I have a Pandas Dataframe that contains multiple findings for an individual (medical history) and I want to have an individuals history all collapsed in one row but with the order retained but at the appointment date level, say all findings/examination results form their past formatted in wide format.
I don't know how best to do this as all groupby
methods require me to provide an agg
that then just combines all columns into one column via join as opposed to new separate columns for a given appointment in the past.

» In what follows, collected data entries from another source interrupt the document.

//! Krill Config - Pure configuration data structures
//!
//! This crate contains only data structures, no logic or global state.
//! It serves as the shared configuration vocabulary across all Krill crates.

use serde::{Deserialize, Serialize};

/// Configuration for execution limits
#[derive(Debug, Clone, PartialEq, Eq, Serialize, Deserialize)]
#[serde(default)]
pub struct LimitConfig {
    /// Maximum number of value slots on the interpreter stack
    pub max_stack_size: usize,
    /// Maximum number of nested call frames
    pub max_call_depth: usize,
}

/// Configuration for VM sizing and diagnostics
#[derive(Debug, Clone, PartialEq, Eq, Serialize, Deserialize)]
#[serde(default)]
pub struct VmConfig {
    /// Initial stack capacity
    pub initial_stack_size: usize,
    /// Initial call frame capacity
    pub initial_frames_capacity: usize,
    /// Log every executed instruction at trace level
    pub trace_execution: bool,
    /// Report objects still alive when the VM is dropped
    pub report_leaks: bool,
}

/// Log level as it appears in configuration files
#[derive(Debug, Clone, Copy, PartialEq, Eq, Serialize, Deserialize)]
#[serde(rename_all = "lowercase")]
pub enum LogLevel {
    Trace,
    Debug,
    Info,
    Warn,
    Error,
}

/// Logging configuration
#[derive(Debug, Clone, PartialEq, Eq, Serialize, Deserialize)]
#[serde(default)]
pub struct LoggingConfig {
    /// Minimum level that reaches the sinks
    pub level: LogLevel,
    /// Capacity of the crash-dump ring buffer (0 disables it)
    pub ring_buffer: usize,
}

/// Aggregate configuration for one runtime instance
#[derive(Debug, Clone, Default, PartialEq, Eq, Serialize, Deserialize)]
#[serde(default)]
pub struct KrillConfig {
    pub limits: LimitConfig,
    pub vm: VmConfig,
    pub logging: LoggingConfig,
}

impl KrillConfig {
    /// Parse a configuration from JSON; missing fields take their defaults
    pub fn from_json_str(text: &str) -> Result<Self, serde_json::Error> {
        serde_json::from_str(text)
    }
}

/// Runtime phase enum for phase-specific log targets
#[derive(Clone, Copy, Debug, PartialEq, Eq)]
pub enum Phase {
    Load,
    Vm,
    Coroutine,
    Native,
}

impl Phase {
    /// Get the string name of the phase
    pub fn as_str(&self) -> &'static str {
        match self {
            Phase::Load => "load",
            Phase::Vm => "vm",
            Phase::Coroutine => "coroutine",
            Phase::Native => "native",
        }
    }

    /// Get the log target name for this phase
    pub fn target(&self) -> &'static str {
        match self {
            Phase::Load => "krill::load",
            Phase::Vm => "krill::vm",
            Phase::Coroutine => "krill::coroutine",
            Phase::Native => "krill::native",
        }
    }
}

impl Default for LimitConfig {
    fn default() -> Self {
        Self {
            max_stack_size: 1 << 20,
            max_call_depth: 1024,
        }
    }
}

impl Default for VmConfig {
    fn default() -> Self {
        Self {
            initial_stack_size: 256,
            initial_frames_capacity: 64,
            trace_execution: false,
            report_leaks: true,
        }
    }
}

impl Default for LoggingConfig {
    fn default() -> Self {
        Self {
            level: LogLevel::Warn,
            ring_buffer: 0,
        }
    }
}

#[cfg(test)]
mod tests {
    use super::*;

    #[test]
    fn test_default_limit_config() {
        let cfg = LimitConfig::default();
        assert_eq!(cfg.max_stack_size, 1 << 20);
        assert_eq!(cfg.max_call_depth, 1024);
    }

    #[test]
    fn test_default_vm_config() {
        let cfg = VmConfig::default();
        assert_eq!(cfg.initial_stack_size, 256);
        assert!(!cfg.trace_execution);
        assert!(cfg.report_leaks);
    }

    #[test]
    fn test_phase_target() {
        assert_eq!(Phase::Load.as_str(), "load");
        assert_eq!(Phase::Coroutine.target(), "krill::coroutine");
    }

    #[test]
    fn test_from_json_partial() {
        let cfg = KrillConfig::from_json_str(
            r#"{ "limits": { "max_call_depth": 16 }, "logging": { "level": "debug" } }"#,
        )
        .unwrap();
        assert_eq!(cfg.limits.max_call_depth, 16);
        assert_eq!(cfg.limits.max_stack_size, LimitConfig::default().max_stack_size);
        assert_eq!(cfg.logging.level, LogLevel::Debug);
        assert_eq!(cfg.vm, VmConfig::default());
    }

    #[test]
    fn test_from_json_rejects_bad_level() {
        assert!(KrillConfig::from_json_str(r#"{ "logging": { "level": "loud" } }"#).is_err());
    }
}
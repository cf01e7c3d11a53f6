//! krill-log - 结构化日志系统
//!
//! 为 Krill 运行时设计的结构化日志系统，特点：
//! - **显式传递**：无全局 logger，`Arc<Logger>` 通过参数传入
//! - **惰性格式化**：级别未启用时不产生任何格式化开销
//! - **崩溃转储**：环形缓冲区保留最后 N 条日志，运行时出错后可导出
//!
//! # 快速开始
//!
//! ```
//! use krill_log::{debug, LogConfig, Level};
//!
//! let (logger, ring) = LogConfig::new(Level::Debug).with_ring_buffer(128).init();
//! debug!(logger, "vm started with {} slots", 256);
//! assert_eq!(ring.unwrap().len(), 1);
//! ```

mod config;
mod logger;
mod macros;
mod record;
mod ring_buffer;

pub use config::{LogConfig, OutputConfig};
pub use logger::{LogSink, Logger};
#[cfg(feature = "stderr")]
pub use logger::StderrSink;
#[cfg(feature = "stdout")]
pub use logger::StdoutSink;
pub use record::{Level, Record};
pub use ring_buffer::LogRingBuffer;

/// 日志系统错误类型
#[derive(Debug, thiserror::Error)]
pub enum Error {
    /// 无法识别的日志级别名称
    #[error("unknown log level: {0}")]
    UnknownLevel(String),
}
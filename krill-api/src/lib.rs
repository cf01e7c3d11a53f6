//! Krill API - Embedding layer
//!
//! Provides the unified interface a host uses to run Krill programs:
//! - Program loading from JSON
//! - Execution with explicit configuration (RunConfig)
//! - Unified error handling (KrillError) and structured reports
//!
//! Configuration is passed explicitly; there is no global state.

use krill_log::{debug, error, info};

use krill_core::{Program, Vm};

pub mod config;
pub use config::RunConfig;

// Re-export config types from krill_config
pub use krill_config::{KrillConfig, LimitConfig, LogLevel, LoggingConfig, Phase, VmConfig};

pub mod error;
pub mod types;
pub use error::{ErrorReport, KrillError};
pub use types::ExecuteOutput;

// Re-export core types
pub use krill_config;
pub use krill_core;
pub use krill_core::{NativeRegistry, NativeSig, Value};

/// Parse a runtime configuration from JSON
pub fn load_config_json(text: &str) -> Result<KrillConfig, KrillError> {
    KrillConfig::from_json_str(text).map_err(|e| KrillError::Config(e.to_string()))
}

/// Load and validate a program from its JSON form
pub fn load_program_json(text: &str) -> Result<Program, KrillError> {
    Ok(Program::from_json(text)?)
}

/// Execute a loaded program with explicit configuration
///
/// This is the recommended API for library users.
pub fn run_program(program: &Program, config: &RunConfig) -> Result<ExecuteOutput, KrillError> {
    info!(config.logger, "Starting execution");

    let mut vm = Vm::with_options(program.clone(), config.vm_options())?;
    let result = match vm.run() {
        Ok(result) => result,
        Err(e) => {
            if let Some(ring) = &config.ring {
                error!(
                    config.logger,
                    "Execution failed, last {} log record(s) kept for dump",
                    ring.len()
                );
            }
            return Err(e.into());
        }
    };
    let output = vm.take_output();

    debug!(
        config.logger,
        "Execution finished: {} result slot(s), {} output line(s)",
        result.len(),
        output.len()
    );
    Ok(ExecuteOutput { result, output })
}

/// Load a program from JSON and execute it
pub fn run_json(text: &str, config: &RunConfig) -> Result<ExecuteOutput, KrillError> {
    let program = load_program_json(text)?;
    run_program(&program, config)
}
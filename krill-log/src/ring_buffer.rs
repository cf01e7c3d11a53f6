//! 环形缓冲区 sink：满了覆盖最旧记录，用于崩溃转储

use crate::logger::LogSink;
use crate::record::Record;
use std::collections::VecDeque;
use std::sync::{Arc, Mutex, MutexGuard, PoisonError};

struct Inner {
    records: VecDeque<Record>,
    capacity: usize,
    dropped: usize,
}

/// 环形缓冲区（克隆得到共享同一缓冲区的句柄）
#[derive(Clone)]
pub struct LogRingBuffer {
    inner: Arc<Mutex<Inner>>,
}

impl LogRingBuffer {
    /// 创建容量为 `capacity` 的缓冲区
    pub fn new(capacity: usize) -> Self {
        Self {
            inner: Arc::new(Mutex::new(Inner {
                records: VecDeque::with_capacity(capacity),
                capacity: capacity.max(1),
                dropped: 0,
            })),
        }
    }

    /// 导出所有记录（从旧到新）
    pub fn dump_records(&self) -> Vec<Record> {
        self.lock().records.iter().cloned().collect()
    }

    /// 导出为多行文本
    pub fn dump(&self) -> String {
        self.dump_records()
            .iter()
            .map(Record::format)
            .collect::<Vec<_>>()
            .join("\n")
    }

    /// 清空缓冲区
    pub fn clear(&self) {
        let mut inner = self.lock();
        inner.records.clear();
        inner.dropped = 0;
    }

    pub fn len(&self) -> usize {
        self.lock().records.len()
    }

    pub fn is_empty(&self) -> bool {
        self.len() == 0
    }

    pub fn capacity(&self) -> usize {
        self.lock().capacity
    }

    /// 被覆盖的记录数
    pub fn dropped_count(&self) -> usize {
        self.lock().dropped
    }

    /// 持锁线程 panic 后记录仍然有效
    fn lock(&self) -> MutexGuard<'_, Inner> {
        self.inner.lock().unwrap_or_else(PoisonError::into_inner)
    }
}

impl LogSink for LogRingBuffer {
    fn write(&self, record: &Record) {
        let mut inner = self.lock();
        if inner.records.len() == inner.capacity {
            inner.records.pop_front();
            inner.dropped += 1;
        }
        inner.records.push_back(record.clone());
    }
}

#[cfg(test)]
mod tests {
    use super::*;
    use crate::Level;

    #[test]
    fn test_overwrite_oldest() {
        let ring = LogRingBuffer::new(2);
        for i in 0..3 {
            ring.write(&Record::new(Level::Info, "t", format!("m{i}")));
        }
        let records = ring.dump_records();
        assert_eq!(records.len(), 2);
        assert_eq!(records[0].message, "m1");
        assert_eq!(records[1].message, "m2");
        assert_eq!(ring.dropped_count(), 1);
    }

    #[test]
    fn test_poisoned_lock_keeps_records() {
        let ring = LogRingBuffer::new(4);
        ring.write(&Record::new(Level::Error, "t", "before"));

        let inner = Arc::clone(&ring.inner);
        let poisoner = std::thread::spawn(move || {
            let _guard = inner.lock().unwrap();
            panic!("writer died");
        });
        assert!(poisoner.join().is_err());
        assert!(ring.inner.is_poisoned());

        ring.write(&Record::new(Level::Error, "t", "after"));
        let messages: Vec<_> = ring.dump_records().into_iter().map(|r| r.message).collect();
        assert_eq!(messages, vec!["before", "after"]);
        assert_eq!(ring.len(), 2);
    }

    #[test]
    fn test_clones_share_storage() {
        let ring = LogRingBuffer::new(4);
        let handle = ring.clone();
        handle.write(&Record::new(Level::Warn, "t", "shared"));
        assert_eq!(ring.len(), 1);
        ring.clear();
        assert!(handle.is_empty());
    }
}
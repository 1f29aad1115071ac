//! `POST /login`.

use std::sync::Arc;

use axum::extract::rejection::JsonRejection;
use axum::extract::State;
use axum::Json;
use tracing::{debug, info};

use crate::api::{ApiResponse, LoginRequest, LoginResponse};
use crate::identity::org_display_name;
use crate::server::response::ApiError;
use crate::server::AppState;

/// Accepts organisation addresses and answers with a display name.
///
/// Any other address, and any body that is not a login request, is
/// rejected with 401.
pub async fn login(
    State(state): State<Arc<AppState>>,
    request: Result<Json<LoginRequest>, JsonRejection>,
) -> Result<Json<ApiResponse<LoginResponse>>, ApiError> {
    let Json(request) = request.map_err(|e| {
        debug!(error = %e, "Rejected malformed login body");
        ApiError::Unauthorized("invalid email provided".to_string())
    })?;

    let name = org_display_name(&request.email, &state.config.org_domain)
        .ok_or_else(|| ApiError::Unauthorized("invalid email provided".to_string()))?;

    info!(name = %name, "Login accepted");
    Ok(Json(ApiResponse::ok(LoginResponse { name })))
}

Some columns will not be pivoted
or used as groupby
index (patientId, apptDate, age, bmi
)
A consideration is how to best deal with ordering the created medical history mh_
columns so that records are populated in the lower generated columns first mh_result1
etc.
Original DF
| patientId | apptDate | age | bmi | examinationId | result | category | comment |
|-----------|------------|-----|-----|---------------|------------|----------------|---------------------------------------------|
| 1 | 2024-07-08 | 45 | 22 | 45 | Long Term | Cardiovascular | Cardiovascular defect finding, fup required |
| 1 | 2024-02-01 | 45 | 22 | 33 | None | None | None |
| 1 | 2023-11-14 | 45 | 22 | 12 | Short Term | Respiratory | Shortness of breath, med prescribed |
| 2 | 2023-12-23 | 32 | 12 | 18 | Short Term | Gastro | Recorded malnutrition |
| 2 | 2022-12-11 | 32 | 13 | 21 | Short Term | Gastro | None |
Desired DF
| patientId | apptDate | age | bmi | examinationId | result | category | comment | mh_result1 | mh_category1 | mh_comment1 | mh_result2 | mh_category2 | mh_category2 |
|-----------|------------|-----|-----|---------------|------------|----------------|---------------------------------------------|------------|--------------|-------------------------------------|------------|--------------|--------------|
| 1 | 2024-07-08 | 45 | 22 | 45 | Long Term | Cardiovascular | Cardiovascular defect finding, fup required | Short Term | Respiratory | Shortness of breath, med prescribed | None | None | None |
| 1 | 2024-02-01 | 45 | 22 | 33 | None | None | None | Short Term | Respiratory | Shortness of breath, med prescribed | None | None | None |
| 1 | 2023-11-14 | 45 | 22 | 12 | Short Term | Respiratory | Shortness of breath, med prescribed | None | None | None | None | None | None |
| 2 | 2023-12-23 | 32 | 12 | 18 | Short Term | Gastro | Recorded malnutrition | Short Term | Gastro | None | None | None | None |
| 2 | 2022-12-11 | 32 | 13 | 21 | Short Term | Gastro | None | None | None | None | None | None | None |
You could pivot
, groupby.transform
with ffill
+shift
, then merge
:
tmp = (df
.sort_values(by='apptDate')
.assign(col=lambda x: x.groupby('patientId').cumcount().add(1))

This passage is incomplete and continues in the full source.